Down to the final line, print the records again exactly.

(Dataset items)
☆ ☆ ☆ ☆ ☆
//! Command-line surface: argument parsing and dispatch to the host tools.

use std::path::PathBuf;

use a2a_relay_config::RelayConfig;
use a2a_relay_core::{builtin_tools, find_tool, validate_credentials, ToolContext};
use anyhow::{anyhow, Result};
use clap::{Parser, Subcommand};
use serde_json::{json, Value};

#[derive(Debug, Parser)]
#[command(
    name = "a2a-relay",
    version,
    about = "Talk to remote A2A agents configured in a2a-relay.toml"
)]
pub struct Cli {
    /// Path to the configuration file (defaults to $A2A_RELAY_CONFIG, then ./a2a-relay.toml)
    #[arg(long, global = true, value_name = "PATH")]
    pub config: Option<PathBuf>,

    #[command(subcommand)]
    pub command: Commands,
}

#[derive(Debug, Subcommand)]
pub enum Commands {
    /// Check the configured agents and exit non-zero on the first problem
    Validate,

    /// List configured agents
    List,

    /// Send an instruction and wait for the reply
    Call { agent: String, instruction: String },

    /// Start a task and print its id
    Submit { agent: String, instruction: String },

    /// Show the state of a task
    Status { agent: String, task_id: String },

    /// Show an agent's card
    Capabilities { agent: String },

    /// List the available tools
    Tools,
}

impl Commands {
    /// Tool name and parameters for commands that map onto a tool.
    fn tool_call(&self) -> Option<(&'static str, Value)> {
        let call = match self {
            Commands::List => ("list_agents", json!({})),
            Commands::Call { agent, instruction } => (
                "call_agent",
                json!({"agent_name": agent, "instruction": instruction}),
            ),
            Commands::Submit { agent, instruction } => (
                "submit_task",
                json!({"agent_name": agent, "instruction": instruction}),
            ),
            Commands::Status { agent, task_id } => (
                "get_task_status",
                json!({"agent_name": agent, "task_id": task_id}),
            ),
            Commands::Capabilities { agent } => {
                ("get_agent_capabilities", json!({"agent_name": agent}))
            }
            Commands::Validate | Commands::Tools => return None,
        };
        Some(call)
    }
}

pub async fn run(command: &Commands, config: &RelayConfig) -> Result<()> {
    match command {
        Commands::Validate => {
            validate_credentials(&config.credentials)?;
            println!("Configuration is valid.");
            Ok(())
        }
        Commands::Tools => {
            for tool in builtin_tools() {
                println!("{}\t{}", tool.name(), tool.description());
            }
            Ok(())
        }
        other => {
            let (name, params) = other
                .tool_call()
                .ok_or_else(|| anyhow!("command {other:?} has no tool"))?;
            let tool = find_tool(name).ok_or_else(|| anyhow!("unknown tool '{name}'"))?;
            let ctx = ToolContext::from_config(config);

            tracing::debug!(tool = name, "Dispatching command");
            let message = tool.invoke(&ctx, &params).await;
            println!("{message}");
            Ok(())
        }
    }
}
☆ ☆ ☆ ☆ ☆
Written solution ▸
//! Command-line surface: argument parsing and dispatch to the host tools.

use std::path::PathBuf;

use a2a_relay_config::RelayConfig;
use a2a_relay_core::{builtin_tools, find_tool, validate_credentials, ToolContext};
use anyhow::{anyhow, Result};
use clap::{Parser, Subcommand};
use serde_json::{json, Value};

#[derive(Debug, Parser)]
#[command(
    name = "a2a-relay",
    version,
    about = "Talk to remote A2A agents configured in a2a-relay.toml"
)]
pub struct Cli {
    /// Path to the configuration file (defaults to $A2A_RELAY_CONFIG, then ./a2a-relay.toml)
    #[arg(long, global = true, value_name = "PATH")]
    pub config: Option<PathBuf>,

    #[command(subcommand)]
    pub command: Commands,
}

#[derive(Debug, Subcommand)]
pub enum Commands {
    /// Check the configured agents and exit non-zero on the first problem
    Validate,

    /// List configured agents
    List,

    /// Send an instruction and wait for the reply
    Call { agent: String, instruction: String },

    /// Start a task and print its id
    Submit { agent: String, instruction: String },

    /// Show the state of a task
    Status { agent: String, task_id: String },

    /// Show an agent's card
    Capabilities { agent: String },

    /// List the available tools
    Tools,
}

impl Commands {
    /// Tool name and parameters for commands that map onto a tool.
    fn tool_call(&self) -> Option<(&'static str, Value)> {
        let call = match self {
            Commands::List => ("list_agents", json!({})),
            Commands::Call { agent, instruction } => (
                "call_agent",
                json!({"agent_name": agent, "instruction": instruction}),
            ),
            Commands::Submit { agent, instruction } => (
                "submit_task",
                json!({"agent_name": agent, "instruction": instruction}),
            ),
            Commands::Status { agent, task_id } => (
                "get_task_status",
                json!({"agent_name": agent, "task_id": task_id}),
            ),
            Commands::Capabilities { agent } => {
                ("get_agent_capabilities", json!({"agent_name": agent}))
            }
            Commands::Validate | Commands::Tools => return None,
        };
        Some(call)
    }
}

pub async fn run(command: &Commands, config: &RelayConfig) -> Result<()> {
    match command {
        Commands::Validate => {
            validate_credentials(&config.credentials)?;
            println!("Configuration is valid.");
            Ok(())
        }
        Commands::Tools => {
            for tool in builtin_tools() {
                println!("{}\t{}", tool.name(), tool.description());
            }
            Ok(())
        }
        other => {
            let (name, params) = other
                .tool_call()
                .ok_or_else(|| anyhow!("command {other:?} has no tool"))?;
            let tool = find_tool(name).ok_or_else(|| anyhow!("unknown tool '{name}'"))?;
            let ctx = ToolContext::from_config(config);

            tracing::debug!(tool = name, "Dispatching command");
            let message = tool.invoke(&ctx, &params).await;
            println!("{message}");
            Ok(())
        }
    }
}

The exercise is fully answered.